On Saturday, May 2, from 1 to 2 pm, Ms Kern will share her alphabet
illustrations with those participating in the program, and will then encourage
the children to create their own alphabet letter-paintings.
In the original Kern Alphabet, developed in 1989, Donna painted images where
an A took the shape of an apple, noodles create the letter N, and a red ribbon
forms the shape of an R. Each letter was its own painting, 11 by 14 inches in
size, which meant Donna had 26 original alphabet paintings when she started.
Kern Alphabets have since been created for the French, Spanish and German
languages. The latest incarnation of the alphabet has been the "Kern
Occupations Alphabet" (B is for baker, S is for soldier...) and the "Kern
Animal Alphabet" (F is for Frog, L is for lion, and O is for otter).
The Kern Alphabet was originally designed by Donna as an experimental piece.
It was a self-promotional piece, something the artist came up with as an
example to have in her portfolio to show prospective clients her painting
style.
In the early 1980s, Donna was working as a printer and typographer while
learning illustration. After four years of classes with illustration artist
Julie Kiefer-Bell in Illinois, Donna moved to Connecticut in 1983. She resumed
classes at Southern Connecticut State University in New Haven, and graduated
in 1988 magna cum laude with a liberal arts degree. Illustration as a career,
she soon learned, was not a full-time job.
"Illustration is only freelance," she said recently. "It is not a full-time
job, because there are so many styles, and everybody specializes in only a
narrow range of styles.
"An art director wants to be able to select from that wide range of styles."
What Donna learned quickly was that anyone who wanted to impress an art
director needed a "razzle-dazzle" portfolio. "You have to show what you're
good at," she said.
To open a freelance studio, she found out, you have to get the word out to art
directors at graphic design houses and advertising agencies. "You have to let
them know that you exist," she said, "and so you go through this mostly
humiliating process of picking up the phone and finding out what a company
does, if they use illustrators.
"I did a lot of that, and it's really no fun," she recalled. "It's like cold
sales. You really go in there as the underdog, but that's how you build a
business. That's how it works. Out of every ten interviews you go on, you end
up getting a client out of one."
The other way to build a name is to take out advertisements in trade
publications. Donna went that route as well, but not to an extreme.
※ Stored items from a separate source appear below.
fn resolve_reference(r: &BytesRef<'_>) -> Result<Option<String>, FlowpulseError> {
    if let Some(c) = r.resolve_char_ref().map_err(invalid_xml)? {
        return Ok(Some(c.to_string()));
    }
    let name = r.decode().map_err(invalid_xml)?;
    Ok(resolve_predefined_entity(&name).map(str::to_string))
}

/// Walk the XML once, collecting flow nodes, sequence flows and process metadata
fn read_graph(xml: &str) -> Result<FlowGraph, FlowpulseError> {
    // Text is left untrimmed: references split it into several events, and
    // documentation is trimmed once fully assembled.
    let mut reader = Reader::from_str(xml);
    let decoder = reader.decoder();

    let mut graph = FlowGraph::default();
    let mut open: Vec<FlowNode> = Vec::new();
    let mut depth = 0usize;
    let mut seq = 0usize;
    let mut process_depth: Option<usize> = None;
    // (owner depth, buffer) while inside a <documentation> element
    let mut doc_buffer: Option<(usize, String)> = None;

    loop {
        let event = reader.read_event().map_err(|e| {
            FlowpulseError::Parse(format!(
                "Invalid BPMN XML at position {}: {}",
                reader.buffer_position(),
                e
            ))
        })?;

        match event {
            Event::Start(ref e) | Event::Empty(ref e) => {
                let is_empty = matches!(event, Event::Empty(_));
                let local = String::from_utf8_lossy(e.local_name().as_ref()).to_string();
                let element_depth = depth;
                if !is_empty {
                    depth += 1;
                }

                if local == "process" {
                    graph.has_process = true;
                    if graph.process_name.is_none() {
                        graph.process_name = attr(e, "name", decoder)?.filter(|n| !n.trim().is_empty());
                    }
                    if !is_empty && process_depth.is_none() {
                        process_depth = Some(element_depth);
                    }
                } else if local == "sequenceFlow" {
                    let source = attr(e, "sourceRef", decoder)?;
                    let target = attr(e, "targetRef", decoder)?;
                    if let (Some(source), Some(target)) = (source, target) {
                        graph.flows.push((source, target));
                    }
                } else if local == "documentation" && !is_empty {
                    doc_buffer = Some((element_depth.saturating_sub(1), String::new()));
                } else if local == "property" {
                    let name = attr(e, "name", decoder)?;
                    let value = attr(e, "value", decoder)?.unwrap_or_default();
                    if let (Some(node), Some(name)) = (open.last_mut(), name) {
                        node.properties.push((name, value));
                    }
                } else if let Some(kind) = NodeKind::classify(&local) {
                    let node = FlowNode {
                        id: attr(e, "id", decoder)?.unwrap_or_else(|| format!("{}_{}", local, seq)),
                        name: attr(e, "name", decoder)?.filter(|n| !n.trim().is_empty()),
                        kind,
                        documentation: None,
                        properties: Vec::new(),
                        depth: element_depth,
                        seq,
                    };
                    seq += 1;
                    if is_empty {
                        graph.nodes.push(node);
                    } else {
                        open.push(node);
                    }
                }
            }
            Event::End(ref e) => {
                depth = depth.saturating_sub(1);
                let local = String::from_utf8_lossy(e.local_name().as_ref()).to_string();

                if local == "documentation" {
                    if let Some((owner_depth, text)) = doc_buffer.take() {
                        let text = text.trim().to_string();
                        if let Some(node) = open.last_mut().filter(|n| n.depth == owner_depth) {
                            node.documentation.get_or_insert(text);
                        } else if process_depth == Some(owner_depth) {
                            graph.process_doc.get_or_insert(text);
                        }
                    }
                } else if open.last().map(|n| n.depth) == Some(depth) {
                    if let Some(node) = open.pop() {
                        graph.nodes.push(node);
                    }
                }
            }
            Event::Text(ref t) => {
                if let Some((_, ref mut buf)) = doc_buffer {
                    buf.push_str(&t.xml_content().map_err(invalid_xml)?);
                }
            }
            Event::CData(ref t) => {
                if let Some((_, ref mut buf)) = doc_buffer {
                    buf.push_str(&String::from_utf8_lossy(t.as_ref()));
                }
            }
            Event::GeneralRef(ref r) => {
                if let Some((_, ref mut buf)) = doc_buffer {
                    match resolve_reference(r)? {
                        Some(text) => buf.push_str(&text),
                        None => warn!(entity = %String::from_utf8_lossy(r.as_ref()), "Ignoring unknown entity reference"),
                    }
                }
            }
            Event::Eof => break,
            _ => {}
        }
    }

    if depth != 0 || !open.is_empty() {
        return Err(FlowpulseError::Parse(
            "Invalid BPMN XML: unexpected end of document".to_string(),
        ));
    }

    graph.nodes.sort_by_key(|n| n.seq);
    Ok(graph)
}

/// Reorder steps by following the successor map from `start`
///
/// Stops at a revisited node or after `2 * steps.len()` iterations; steps the
/// walk never reached keep their relative order at the end.
pub fn order_by_flow(steps: Vec<Step>, successors: &HashMap<&str, &str>, start: Option<&str>) -> Vec<Step> {
    let Some(start) = start else {
        warn!("No start event found, keeping extraction order");
        return steps;
    };

    let index: HashMap<&str, usize> = steps
        .iter()
        .enumerate()
        .map(|(i, s)| (s.id.as_str(), i))
        .collect();

    let max_iterations = steps.len() * 2;
    let mut visited: HashSet<&str> = HashSet::new();
    let mut ordered_idx: Vec<usize> = Vec::with_capacity(steps.len());
    let mut placed = vec![false; steps.len()];
    let mut current = Some(start);
    let mut iterations = 0;

    while let Some(id) = current {
        if visited.contains(id) || iterations >= max_iterations {
            break;
        }
        visited.insert(id);
        iterations += 1;

        if let Some(&i) = index.get(id) {
            if !placed[i] {
                placed[i] = true;
                ordered_idx.push(i);
            }
        }
        current = successors.get(id).copied();
    }

    ordered_idx.extend((0..steps.len()).filter(|&i| !placed[i]));

    let mut slots: Vec<Option<Step>> = steps.into_iter().map(Some).collect();
    ordered_idx
        .into_iter()
        .filter_map(|i| slots[i].take())
        .collect()
}

/// Reject text that is not a well-formed BPMN document
pub fn validate(xml: &str) -> Result<(), FlowpulseError> {
    if xml.trim().is_empty() {
        return Err(FlowpulseError::Parse("BPMN XML cannot be empty".to_string()));
    }
    let graph = read_graph(xml)?;
    if !graph.has_process {
        return Err(FlowpulseError::Parse("No BPMN process found in XML".to_string()));
    }
    Ok(())
}

pub fn parse(xml: &str, name: Option<&str>) -> Result<ProcessDefinition, FlowpulseError> {
    if xml.trim().is_empty() {
        return Err(FlowpulseError::Parse("BPMN XML cannot be empty".to_string()));
    }
    let graph = read_graph(xml)?;
    if !graph.has_process {
        return Err(FlowpulseError::Parse("No BPMN process found in XML".to_string()));
    }

    let mut units: Vec<&FlowNode> = graph
        .nodes
        .iter()
        .filter(|n| n.kind == NodeKind::Task)
        .collect();

    if units.is_empty() {
        warn!("No tasks found, falling back to named flow nodes");
        units = graph
            .nodes
            .iter()
            .filter(|n| {
                n.name.is_some()
                    && !matches!(n.kind, NodeKind::StartEvent | NodeKind::EndEvent | NodeKind::Gateway)
            })
            .collect();
    }

    if units.is_empty() {
        return Err(FlowpulseError::Parse(
            "BPMN process contains no tasks to execute".to_string(),
        ));
    }

    let steps: Vec<Step> = units.into_iter().map(derive_step).collect();
    let successors = graph.successors();
    let steps = order_by_flow(steps, &successors, graph.start_node());

    let process_name = name
        .map(str::to_string)
        .or_else(|| graph.process_name.clone())
        .unwrap_or_else(|| DEFAULT_NAME.to_string());

    info!(process = %process_name, steps = steps.len(), "Parsed BPMN process");
    Ok(ProcessDefinition::new(
        process_name,
        graph.process_doc.clone(),
        xml,
        steps,
    ))
}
Today,
most of the business is done through word of mouth and building reputations.
"I like the idea of using my style to make a project work for a client, as
opposed to an artist who just does what he or she wants to, whatever floats
their boat," she said.
It was while she was making pieces for her portfolio that the Kern Alphabet
was created. After putting some other experimental pieces into her portfolio,
the next pieces Donna started painting were the alphabet works. She was
looking for something that would demonstrate she could design well, execute an
airbrush painting and have the work be a nice display piece.
In 1989, an art director she was interviewing with suggested she take her
alphabet paintings to a printing facility in West Haven. In September of that
year, Donna's individual paintings were first published in poster form by
Herlin Press of West Haven.
"I walked into the right place at the right time on the right day," she said.
Herlin Press decided to print the alphabet in poster form and send the poster
to its clients and prospects. When the poster came out as a self-promotional
piece for the printer, it was also a major turning point in Donna's life.
Herlin Press, she says, "put me on the map."
"Everything else that has happened from that day is a result of that meeting,"
she said. In fall of 1993, Aladdin Books (a subsidiary of Macmillan
Publishing, now Simon & Schuster) published From Apple to Zipper . The words
and texts were written by Nora Cohen, using Donna's illustrations. The book
was selected that fall by the American Bookseller's Association as a "Pick of
the List."
The poster was originally created for printers and typographers, but the first
person who saw the poster who had kids told Donna, "Oh, this alphabet poster
would be great for my kids!"
At that point in her career, however, Donna was not considering herself a
children's illustrator. Suddenly, she started receiving letters from teachers
across the country who told her how wonderful her poster was as a teaching
tool and Donna began feeling more and more like an illustrator for children.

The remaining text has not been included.